Let’s put a drop of the food coloring into the empty pint jar. It just sits there waiting for a victim to come along. But we’re going to interfere with its plans. We’re going to make it more diffuse by filling the pint jar with water, just as if we washed our hands to get the virus off. You don’t even have to stir it. As the physicists say, “Diffusion happens.”

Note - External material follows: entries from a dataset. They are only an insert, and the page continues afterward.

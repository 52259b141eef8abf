//! Recording draw surface

use glam::Vec2;

use super::{Color, DrawSurface};

/// One recorded drawing primitive
#[derive(Debug, Clone, PartialEq)]
pub enum DrawCommand {
    Rect {
        x: f32,
        y: f32,
        width: f32,
        height: f32,
        color: Color,
    },
    Circle {
        center: Vec2,
        radius: f32,
        color: Color,
    },
    Text {
        text: String,
        x: f32,
        y: f32,
        color: Color,
        size: f32,
    },
}

/// Draw surface that records primitives in call order
#[derive(Debug, Clone)]
pub struct DrawList {
    width: f32,
    height: f32,
    commands: Vec<DrawCommand>,
}

impl DrawList {
    pub fn new(width: f32, height: f32) -> Self {
        Self {
            width,
            height,
            commands: Vec::new(),
        }
    }

    pub fn commands(&self) -> &[DrawCommand] {
        &self.commands
    }

    pub fn clear(&mut self) {
        self.commands.clear();
    }

    pub fn is_empty(&self) -> bool {
        self.commands.is_empty()
    }

    /// Strings of all recorded text commands, in order
    pub fn texts(&self) -> Vec<&str> {
        self.commands
            .iter()
            .filter_map(|cmd| match cmd {
                DrawCommand::Text { text, .. } => Some(text.as_str()),
                _ => None,
            })
            .collect()
    }
}

impl DrawSurface for DrawList {
    fn size(&self) -> (f32, f32) {
        (self.width, self.height)
    }

    fn fill_rect(&mut self, x: f32, y: f32, width: f32, height: f32, color: Color) {
        self.commands.push(DrawCommand::Rect {
            x,
            y,
            width,
            height,
            color,
        });
    }

    fn fill_circle(&mut self, center: Vec2, radius: f32, color: Color) {
        self.commands.push(DrawCommand::Circle {
            center,
            radius,
            color,
        });
    }

    fn draw_text(&mut self, text: &str, x: f32, y: f32, color: Color, size: f32) {
        self.commands.push(DrawCommand::Text {
            text: text.to_string(),
            x,
            y,
            color,
            size,
        });
    }
}
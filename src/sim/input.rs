//! Keyboard input tracking
//!
//! Only the latest press/release state matters; OS key repeat just re-sets
//! the same flag.

use serde::{Deserialize, Serialize};

/// Logical paddle action
#[derive(Debug, Clone, Copy, PartialEq, Eq, Serialize, Deserialize)]
pub enum Action {
    MoveUp,
    MoveDown,
}

/// Physical keys the game listens to
#[derive(Debug, Clone, Copy, PartialEq, Eq, Serialize, Deserialize)]
pub enum Key {
    ArrowUp,
    ArrowDown,
    W,
    S,
}

impl Key {
    /// Map a DOM `KeyboardEvent.key` value; anything else is ignored
    pub fn from_key(key: &str) -> Option<Self> {
        match key {
            "ArrowUp" => Some(Key::ArrowUp),
            "ArrowDown" => Some(Key::ArrowDown),
            "w" | "W" => Some(Key::W),
            "s" | "S" => Some(Key::S),
            _ => None,
        }
    }

    pub fn action(self) -> Action {
        match self {
            Key::ArrowUp | Key::W => Action::MoveUp,
            Key::ArrowDown | Key::S => Action::MoveDown,
        }
    }
}

/// Held state of the four bound keys
#[derive(Debug, Clone, Copy, Default, PartialEq, Eq, Serialize, Deserialize)]
pub struct InputState {
    pub up_arrow: bool,
    pub down_arrow: bool,
    pub w: bool,
    pub s: bool,
}

impl InputState {
    pub fn set(&mut self, key: Key, pressed: bool) {
        match key {
            Key::ArrowUp => self.up_arrow = pressed,
            Key::ArrowDown => self.down_arrow = pressed,
            Key::W => self.w = pressed,
            Key::S => self.s = pressed,
        }
    }

    /// Apply a key-down (`pressed`) or key-up event by key name.
    /// Returns false for keys the game does not use.
    pub fn handle_key(&mut self, key: &str, pressed: bool) -> bool {
        match Key::from_key(key) {
            Some(key) => {
                self.set(key, pressed);
                true
            }
            None => false,
        }
    }

    /// Whether either binding of `action` is held
    pub fn is_active(&self, action: Action) -> bool {
        match action {
            Action::MoveUp => self.up_arrow || self.w,
            Action::MoveDown => self.down_arrow || self.s,
        }
    }
}

#[cfg(test)]
mod tests {
    use super::*;

    #[test]
    fn test_key_mapping() {
        assert_eq!(Key::from_key("ArrowUp"), Some(Key::ArrowUp));
        assert_eq!(Key::from_key("ArrowDown"), Some(Key::ArrowDown));
        assert_eq!(Key::from_key("w"), Some(Key::W));
        assert_eq!(Key::from_key("W"), Some(Key::W));
        assert_eq!(Key::from_key("s"), Some(Key::S));
        assert_eq!(Key::from_key("S"), Some(Key::S));
        assert_eq!(Key::from_key("a"), None);
        assert_eq!(Key::from_key("Enter"), None);
        assert_eq!(Key::from_key("ArrowLeft"), None);
    }

    #[test]
    fn test_press_and_release() {
        let mut input = InputState::default();
        assert!(input.handle_key("W", true));
        assert!(input.is_active(Action::MoveUp));
        assert!(!input.is_active(Action::MoveDown));

        // Key repeat is a no-op
        assert!(input.handle_key("w", true));
        assert!(input.w);

        assert!(input.handle_key("w", false));
        assert!(!input.is_active(Action::MoveUp));
    }

    #[test]
    fn test_both_bindings_drive_one_action() {
        let mut input = InputState::default();
        input.handle_key("ArrowDown", true);
        input.handle_key("s", true);
        input.handle_key("ArrowDown", false);
        assert!(input.is_active(Action::MoveDown), "s still held");
        input.handle_key("S", false);
        assert!(!input.is_active(Action::MoveDown));
    }

    #[test]
    fn test_unknown_keys_ignored() {
        let mut input = InputState::default();
        assert!(!input.handle_key("Escape", true));
        assert!(!input.handle_key(" ", true));
        assert_eq!(input, InputState::default());
    }
}
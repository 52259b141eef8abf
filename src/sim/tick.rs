//! Per-frame simulation tick
//!
//! Advances the game one display frame: player paddle, scripted opponent,
//! then ball physics and the win check.

use super::collision::update_ball;
use super::input::{Action, InputState};
use super::opponent::steer_toward;
use super::state::{GameEvent, GamePhase, GameState, Side};
use crate::consts::*;

/// Apply held keys to the player paddle. Up is applied before down, so
/// holding both leaves the paddle where it was (unless it started against
/// an edge).
pub fn move_player(state: &mut GameState, input: &InputState) {
    if input.is_active(Action::MoveUp) {
        state.left.y -= PLAYER_STEP;
    }
    if input.is_active(Action::MoveDown) {
        state.left.y += PLAYER_STEP;
    }
    state.left.y = crate::clamp_paddle_y(state.left.y);
}

/// Advance the game state by one frame
pub fn tick(state: &mut GameState, input: &InputState) {
    state.events.clear();

    // Terminal: nothing moves any more
    if state.phase == GamePhase::GameOver {
        return;
    }

    state.frame += 1;

    move_player(state, input);
    steer_toward(state, Side::Right);
    update_ball(state);

    if let Some(winner) = state.winner() {
        state.phase = GamePhase::GameOver;
        state.events.push(GameEvent::GameOver { winner });
        log::info!(
            "Game over after {} frames: {:?} wins {} - {}",
            state.frame,
            winner,
            state.score.left,
            state.score.right
        );
    }
}


#[cfg(test)]
mod proptests {
    use super::*;
    use proptest::prelude::*;

    fn input_from_bits(bits: u8) -> InputState {
        InputState {
            up_arrow: bits & 1 != 0,
            down_arrow: bits & 2 != 0,
            w: bits & 4 != 0,
            s: bits & 8 != 0,
        }
    }

    proptest! {
        #![proptest_config(ProptestConfig::with_cases(64))]

        #[test]
        fn paddles_stay_in_field(seed in any::<u64>(), keys in prop::collection::vec(0u8..16, 1..400)) {
            let mut state = GameState::new(seed);
            for (i, bits) in keys.iter().cycle().take(3000).enumerate() {
                tick(&mut state, &input_from_bits(*bits));
                for paddle in [&state.left, &state.right] {
                    prop_assert!(paddle.y >= 0.0, "frame {}: y = {}", i, paddle.y);
                    prop_assert!(paddle.y <= FIELD_HEIGHT - PADDLE_HEIGHT, "frame {}: y = {}", i, paddle.y);
                }
            }
        }

        #[test]
        fn scores_only_step_by_one(seed in any::<u64>(), keys in prop::collection::vec(0u8..16, 1..400)) {
            let mut state = GameState::new(seed);
            for bits in keys.iter().cycle().take(5000) {
                let before = state.score;
                tick(&mut state, &input_from_bits(*bits));
                let scored = state
                    .events
                    .iter()
                    .filter(|e| matches!(e, GameEvent::Scored { .. }))
                    .count() as u32;
                let gained = (state.score.left - before.left) + (state.score.right - before.right);
                prop_assert!(state.score.left >= before.left);
                prop_assert!(state.score.right >= before.right);
                prop_assert_eq!(gained, scored);
                prop_assert!(gained <= 1);
                if scored == 1 {
                    prop_assert_eq!(state.ball.pos, crate::sim::state::field_center());
                }
            }
        }

        #[test]
        fn opponent_holds_in_dead_zone(offset in -19.5f32..19.5, top in 0.0f32..=500.0) {
            let mut state = GameState::new(0);
            state.right.y = top;
            state.ball.pos.y = state.right.center_y() + offset;
            crate::sim::opponent::steer_toward(&mut state, Side::Right);
            prop_assert_eq!(state.right.y, top);
        }
    }
}
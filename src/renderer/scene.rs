//! Scene drawing
//!
//! Pure functions of the game state; the only thing read from the surface
//! is its size.

use super::DrawSurface;
use super::vertex::colors;
use crate::sim::{GameState, Side};

/// Dashed net: one dash every `NET_SPACING` units
const NET_WIDTH: f32 = 2.0;
const NET_DASH: f32 = 20.0;
const NET_SPACING: f32 = 30.0;

const SCORE_SIZE: f32 = 40.0;
const SCORE_BASELINE: f32 = 50.0;
const RESULT_SIZE: f32 = 48.0;
const HINT_SIZE: f32 = 24.0;

pub const PLAYER_WINS: &str = "You Win!";
pub const OPPONENT_WINS: &str = "AI Wins!";
pub const RESTART_HINT: &str = "Refresh to play again";

/// Background, net, scores, paddles and ball
pub fn draw_scene(state: &GameState, surface: &mut impl DrawSurface) {
    let (width, height) = surface.size();

    surface.fill_rect(0.0, 0.0, width, height, colors::BACKGROUND);

    let mut y = 0.0;
    while y < height {
        surface.fill_rect(width / 2.0 - NET_WIDTH / 2.0, y, NET_WIDTH, NET_DASH, colors::NET);
        y += NET_SPACING;
    }

    surface.draw_text(
        &state.score.left.to_string(),
        width / 4.0,
        SCORE_BASELINE,
        colors::SCORE,
        SCORE_SIZE,
    );
    surface.draw_text(
        &state.score.right.to_string(),
        3.0 * width / 4.0,
        SCORE_BASELINE,
        colors::SCORE,
        SCORE_SIZE,
    );

    for (paddle, color) in [
        (&state.left, colors::PLAYER_PADDLE),
        (&state.right, colors::OPPONENT_PADDLE),
    ] {
        surface.fill_rect(paddle.x, paddle.y, paddle.width, paddle.height, color);
    }

    surface.fill_circle(state.ball.pos, state.ball.radius, colors::BALL);
}

/// The scene plus the winner message and restart hint
pub fn draw_game_over(state: &GameState, surface: &mut impl DrawSurface) {
    draw_scene(state, surface);

    let (width, height) = surface.size();
    let leader = if state.score.left > state.score.right {
        Side::Left
    } else {
        Side::Right
    };
    surface.draw_text(
        winner_message(leader),
        width / 2.0 - 120.0,
        height / 2.0,
        colors::OVERLAY_TEXT,
        RESULT_SIZE,
    );
    surface.draw_text(
        RESTART_HINT,
        width / 2.0 - 110.0,
        height / 2.0 + 40.0,
        colors::OVERLAY_TEXT,
        HINT_SIZE,
    );
}

/// Message shown for a winner
pub fn winner_message(side: Side) -> &'static str {
    match side {
        Side::Left => PLAYER_WINS,
        Side::Right => OPPONENT_WINS,
    }
}
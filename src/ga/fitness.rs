//! Conflict scoring for candidate timetables.
//!
//! The conflict count sums four categories:
//! 1. Slot clashes — every unordered lesson pair sharing a time slot and
//!    a group, teacher, or audience counts once.
//! 2. Unqualified teachers — lessons whose teacher is not qualified for
//!    the subject.
//! 3. Off-curriculum groups — lessons whose group does not study the
//!    subject.
//! 4. Teacher overloads — one per teacher whose load
//!    ([`Timetable::teaching_hours`]) exceeds their cap; uncapped
//!    teachers are exempt.
//!
//! The normalized score is `1.0 / (1.0 + conflicts)` — always in
//! `(0, 1]`, `1.0` exactly when no conflict was detected. Scoring is
//! deterministic; all selection pressure in the engine derives from it.
//!
//! Evaluation expects a problem accepted by
//! [`crate::validation::validate_problem`]. Pair comparison is O(n²) over
//! the lesson list; subject counts are small enough that no slot indexing
//! is warranted.

use serde::{Deserialize, Serialize};

use crate::models::{Conflict, Timetable, TimetableProblem};

/// Which conflict categories the engine scores.
#[derive(Debug, Clone, Copy, PartialEq, Eq, Serialize, Deserialize)]
pub enum ScoringMode {
    /// All four categories. The default.
    Full,
    /// Slot clashes only — the scoring rule of the first engine revision,
    /// kept selectable for comparison runs.
    Pairwise,
}

impl Default for ScoringMode {
    fn default() -> Self {
        ScoringMode::Full
    }
}

/// Counts slot clashes between lesson pairs.
pub fn pairwise_conflict_count(timetable: &Timetable) -> usize {
    let lessons = &timetable.lessons;
    let mut count = 0;
    for (i, a) in lessons.iter().enumerate() {
        for b in &lessons[i + 1..] {
            if a.clashes_with(b) {
                count += 1;
            }
        }
    }
    count
}

/// Counts all conflicts in the timetable.
pub fn conflict_count(timetable: &Timetable, problem: &TimetableProblem) -> usize {
    let mut count = pairwise_conflict_count(timetable);

    for lesson in &timetable.lessons {
        if !problem.is_qualified(&lesson.teacher, &lesson.subject) {
            count += 1;
        }
        if !problem.in_curriculum(&lesson.group, &lesson.subject) {
            count += 1;
        }
    }

    for (teacher, hours) in timetable.teaching_hours() {
        if let Some(max) = problem.max_hours(&teacher) {
            if hours > max {
                count += 1;
            }
        }
    }

    count
}

/// Scores a timetable: `1.0 / (1.0 + conflicts)`, all categories.
pub fn evaluate(timetable: &Timetable, problem: &TimetableProblem) -> f64 {
    evaluate_with(timetable, problem, ScoringMode::Full)
}

/// Scores a timetable under the given scoring mode.
pub fn evaluate_with(timetable: &Timetable, problem: &TimetableProblem, mode: ScoringMode) -> f64 {
    let conflicts = match mode {
        ScoringMode::Full => conflict_count(timetable, problem),
        ScoringMode::Pairwise => pairwise_conflict_count(timetable),
    };
    1.0 / (1.0 + conflicts as f64)
}

/// Itemizes every conflict the full scoring mode counts.
///
/// Produces one [`Conflict`] per counted unit, so
/// `audit(t, p).len() == conflict_count(t, p)`.
pub fn audit(timetable: &Timetable, problem: &TimetableProblem) -> Vec<Conflict> {
    let mut conflicts = Vec::new();
    let lessons = &timetable.lessons;

    for (i, a) in lessons.iter().enumerate() {
        for b in &lessons[i + 1..] {
            if a.clashes_with(b) {
                conflicts.push(Conflict::slot_clash(
                    a.time_slot,
                    format!(
                        "'{}' and '{}' collide in slot {}",
                        a.subject, b.subject, a.time_slot
                    ),
                ));
            }
        }
    }

    for lesson in lessons {
        if !problem.is_qualified(&lesson.teacher, &lesson.subject) {
            conflicts.push(Conflict::unqualified_teacher(
                lesson.teacher.clone(),
                format!(
                    "Teacher '{}' is not qualified for '{}'",
                    lesson.teacher, lesson.subject
                ),
            ));
        }
        if !problem.in_curriculum(&lesson.group, &lesson.subject) {
            conflicts.push(Conflict::off_curriculum(
                lesson.group.clone(),
                format!(
                    "Group '{}' does not study '{}'",
                    lesson.group, lesson.subject
                ),
            ));
        }
    }

    for (teacher, hours) in timetable.teaching_hours() {
        if let Some(max) = problem.max_hours(&teacher) {
            if hours > max {
                conflicts.push(Conflict::teacher_overload(
                    teacher.clone(),
                    format!("Teacher '{teacher}' load {hours} exceeds maximum {max}"),
                ));
            }
        }
    }

    conflicts
}
impl GaScheduler {
    /// Creates a solver over a validated problem and configuration.
    ///
    /// Rejects malformed problems (see
    /// [`crate::validation::validate_problem`]) and out-of-range engine
    /// parameters, so the solve loop itself has no failure modes.
    pub fn new(problem: TimetableProblem, config: GaConfig) -> Result<Self, Vec<ValidationError>> {
        let mut errors = Vec::new();
        if let Err(mut problem_errors) = validate_problem(&problem) {
            errors.append(&mut problem_errors);
        }
        if let Err(mut config_errors) = config.validate() {
            errors.append(&mut config_errors);
        }
        if !errors.is_empty() {
            return Err(errors);
        }
        Ok(Self { problem, config })
    }

    /// The problem being solved.
    pub fn problem(&self) -> &TimetableProblem {
        &self.problem
    }

    /// The engine parameters.
    pub fn config(&self) -> &GaConfig {
        &self.config
    }

    /// Runs the search with a thread-local RNG.
    pub fn solve(&self) -> GaResult {
        self.solve_with(&mut rand::rng())
    }

    /// Runs the search with the given RNG. Seeded RNGs reproduce exactly.
    pub fn solve_with<R: Rng>(&self, rng: &mut R) -> GaResult {
        self.solve_observed(rng, |_| {})
    }

    /// Runs the search, emitting a [`GenerationReport`] per generation.
    ///
    /// # Algorithm
    /// Per generation:
    /// 1. Score every candidate (first index wins fitness ties).
    /// 2. Update the best-seen candidate if this generation beats it.
    /// 3. Rebuild the population: sample parent pairs uniformly with
    ///    replacement; cross them over with `crossover_probability`
    ///    (parents pass through otherwise, and always when the problem
    ///    has fewer than three subjects); with
    ///    `mutation_general_probability`, give each of the two new
    ///    offspring a `mutation_probability` chance of being replaced by
    ///    its mutated copy.
    /// 4. Truncate the rebuilt population to the configured size (the
    ///    pair loop may overshoot by one) and swap it in.
    pub fn solve_observed<R, F>(&self, rng: &mut R, mut on_generation: F) -> GaResult
    where
        R: Rng,
        F: FnMut(&GenerationReport),
    {
        let config = &self.config;
        let mut population = operators::random_population(&self.problem, config.population_size, rng);
        let mut best_timetable = population[0].clone();
        let mut best_fitness = 0.0_f64;

        for generation in 1..=config.generations {
            let scores: Vec<f64> = population
                .iter()
                .map(|t| fitness::evaluate_with(t, &self.problem, config.scoring))
                .collect();

            let mut best_index = 0;
            for (index, score) in scores.iter().enumerate() {
                if *score > scores[best_index] {
                    best_index = index;
                }
            }
            // Scores are strictly positive, so generation 1 always
            // replaces the placeholder best.
            if scores[best_index] > best_fitness {
                best_fitness = scores[best_index];
                best_timetable = population[best_index].clone();
            }

            on_generation(&GenerationReport {
                generation,
                best_fitness: scores[best_index],
                best_overall: best_fitness,
            });

            let mut next = Vec::with_capacity(config.population_size + 1);
            while next.len() < config.population_size {
                let parent1 = &population[rng.random_range(0..population.len())];
                let parent2 = &population[rng.random_range(0..population.len())];

                let crossed = if rng.random_bool(config.crossover_probability) {
                    operators::crossover(parent1, parent2, rng)
                } else {
                    None
                };
                match crossed {
                    Some((child1, child2)) => {
                        next.push(child1);
                        next.push(child2);
                    }
                    None => {
                        next.push(parent1.clone());
                        next.push(parent2.clone());
                    }
                }

                if rng.random_bool(config.mutation_general_probability) {
                    for offspring in next.len() - 2..next.len() {
                        if rng.random_bool(config.mutation_probability) {
                            let mutated = operators::mutate(
                                &next[offspring],
                                &self.problem,
                                config.gene_mutation_rate,
                                rng,
                            );
                            next[offspring] = mutated;
                        }
                    }
                }
            }
            next.truncate(config.population_size);
            population = next;
        }

        GaResult {
            best_timetable,
            best_fitness,
            generations: config.generations,
        }
    }
}

#[cfg(test)]
mod tests {
    use super::*;
    use crate::ga::fitness::conflict_count;
    use rand::rngs::SmallRng;
    use rand::SeedableRng;

    /// Six subjects with disjoint one-subject qualifications and
    /// curricula.
    fn disjoint_problem() -> TimetableProblem {
        let subjects = [
            "Analysis",
            "Programming",
            "Physics",
            "Algebra",
            "Mechanics",
            "Projects",
        ];
        let mut problem = TimetableProblem::new(5).with_subjects(subjects);
        for (i, subject) in subjects.iter().enumerate() {
            problem = problem
                .with_teacher(format!("T{i}"), [*subject])
                .with_group(format!("G{i}"), [*subject]);
        }
        problem.with_audiences(["101", "102", "103", "104", "105", "106"])
    }

    #[test]
    fn test_rejects_invalid_problem() {
        let problem = TimetableProblem::new(5).with_subject("Analysis");
        let errors = GaScheduler::new(problem, GaConfig::default()).unwrap_err();
        assert!(errors
            .iter()
            .any(|e| e.kind == ValidationErrorKind::EmptyCatalog));
    }

    #[test]
    fn test_rejects_invalid_parameters() {
        let errors = GaScheduler::new(
            disjoint_problem(),
            GaConfig::default()
                .with_population_size(0)
                .with_generations(0)
                .with_crossover_probability(1.5),
        )
        .unwrap_err();
        assert_eq!(
            errors
                .iter()
                .filter(|e| e.kind == ValidationErrorKind::InvalidParameter)
                .count(),
            3
        );
    }

    #[test]
    fn test_result_shape() {
        let scheduler = GaScheduler::new(
            disjoint_problem(),
            GaConfig::default()
                .with_population_size(20)
                .with_generations(5),
        )
        .unwrap();
        let mut rng = SmallRng::seed_from_u64(42);
        let result = scheduler.solve_with(&mut rng);

        assert_eq!(result.generations, 5);
        assert_eq!(result.best_timetable.len(), 6);
        assert!(result.best_fitness > 0.0 && result.best_fitness <= 1.0);
        // The returned score matches the returned timetable.
        let conflicts = conflict_count(&result.best_timetable, scheduler.problem());
        assert_eq!(result.best_fitness, 1.0 / (1.0 + conflicts as f64));
    }

    #[test]
    fn test_best_overall_never_regresses() {
        let scheduler = GaScheduler::new(
            disjoint_problem(),
            GaConfig::default()
                .with_population_size(50)
                .with_generations(10),
        )
        .unwrap();
        let mut rng = SmallRng::seed_from_u64(42);

        let mut reports = Vec::new();
        let result = scheduler.solve_observed(&mut rng, |r| reports.push(r.clone()));

        assert_eq!(reports.len(), 10);
        assert_eq!(
            reports.iter().map(|r| r.generation).collect::<Vec<_>>(),
            (1..=10).collect::<Vec<_>>()
        );
        for pair in reports.windows(2) {
            assert!(pair[1].best_overall >= pair[0].best_overall);
        }
        for report in &reports {
            assert!(report.best_overall >= report.best_fitness - 1e-12);
        }
        // The final running best is the returned score.
        assert_eq!(reports.last().unwrap().best_overall, result.best_fitness);
    }

    #[test]
    fn test_forced_single_assignment_is_perfect() {
        // One subject, one teacher, one group, one slot: the only
        // possible lesson, and it cannot conflict with anything.
        let problem = TimetableProblem::new(1)
            .with_subject("Analysis")
            .with_teacher("Novak", ["Analysis"])
            .with_group("G1", ["Analysis"])
            .with_audience("101");
        let scheduler = GaScheduler::new(
            problem,
            GaConfig::default()
                .with_population_size(4)
                .with_generations(3),
        )
        .unwrap();
        let mut rng = SmallRng::seed_from_u64(42);

        let result = scheduler.solve_with(&mut rng);
        assert_eq!(result.best_fitness, 1.0);
        assert_eq!(result.best_timetable.lessons[0].teacher, "Novak");
    }

    #[test]
    fn test_two_subject_problem_runs_without_crossover() {
        // Below three subjects no interior split exists; parents pass
        // through and the loop must still complete normally.
        let problem = TimetableProblem::new(2)
            .with_subjects(["Analysis", "Algebra"])
            .with_teacher("Novak", ["Analysis", "Algebra"])
            .with_group("G1", ["Analysis", "Algebra"])
            .with_audience("101");
        let scheduler = GaScheduler::new(
            problem,
            GaConfig::default()
                .with_population_size(10)
                .with_generations(20),
        )
        .unwrap();
        let mut rng = SmallRng::seed_from_u64(42);

        let result = scheduler.solve_with(&mut rng);
        assert_eq!(result.best_timetable.len(), 2);
        assert!(result.best_fitness > 0.0 && result.best_fitness <= 1.0);
    }

    #[test]
    fn test_seeded_runs_reproduce() {
        let scheduler = GaScheduler::new(
            disjoint_problem(),
            GaConfig::default()
                .with_population_size(20)
                .with_generations(5),
        )
        .unwrap();

        let r1 = scheduler.solve_with(&mut SmallRng::seed_from_u64(7));
        let r2 = scheduler.solve_with(&mut SmallRng::seed_from_u64(7));
        assert_eq!(r1.best_fitness, r2.best_fitness);
        assert_eq!(r1.best_timetable, r2.best_timetable);
    }

    #[test]
    fn test_pairwise_scoring_mode() {
        let scheduler = GaScheduler::new(
            disjoint_problem(),
            GaConfig::default()
                .with_population_size(20)
                .with_generations(5)
                .with_scoring(ScoringMode::Pairwise),
        )
        .unwrap();
        let mut rng = SmallRng::seed_from_u64(42);

        let result = scheduler.solve_with(&mut rng);
        assert!(result.best_fitness > 0.0 && result.best_fitness <= 1.0);
    }

    #[test]
    fn test_solution_invariants() {
        let scheduler = GaScheduler::new(
            disjoint_problem(),
            GaConfig::default()
                .with_population_size(30)
                .with_generations(15),
        )
        .unwrap();
        let mut rng = SmallRng::seed_from_u64(42);
        let result = scheduler.solve_with(&mut rng);
        let problem = scheduler.problem();

        for (lesson, subject) in result.best_timetable.lessons.iter().zip(&problem.subjects) {
            assert_eq!(&lesson.subject, subject);
            assert!(problem.teachers.contains(&lesson.teacher));
            assert!(problem.groups.contains(&lesson.group));
            assert!(lesson.time_slot >= 1 && lesson.time_slot <= problem.classes_per_day);
        }
    }
}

Wait! Doesn’t that just help it spread more? Well, kind of. It spreads out more, but there is less of it in any given place. See how none of the water is clear, but neither is the virus as dark as it was when it was a drop sitting at the bottom of the jar. The virus is in more places, but it is spread thinner in all of those places. Now you’d have to drink that whole pint to get the same amount of virus as if you had put a drop on your tongue. If you stick your finger in the solution, it comes back a lot less stained than if you had touched the drop in the bottom of the jar. It’s spread out more, but it takes a lot more contact to get an infectious dose and contract the disease or become a carrier.
If you pour everything from the pint into the quart, the “virus” gets even more diffuse because some of it gets left in the pint. If you wash your hands again—or fill the quart jar with water—it gets even more spread out and less infectious. Now if you repeat this process with a gallon container or a five gallon bucket…you get the point.
Masks work in a similar manner by creating a barrier that reduces the amount of the virus that gets through.
If we all work together by washing our hands, keeping our distance, and wearing a mask, we can all live happily together. But it only takes one person to screw things up for everyone else. One person without a mask can infect lots of people. Let’s all do our best to keep each other safe.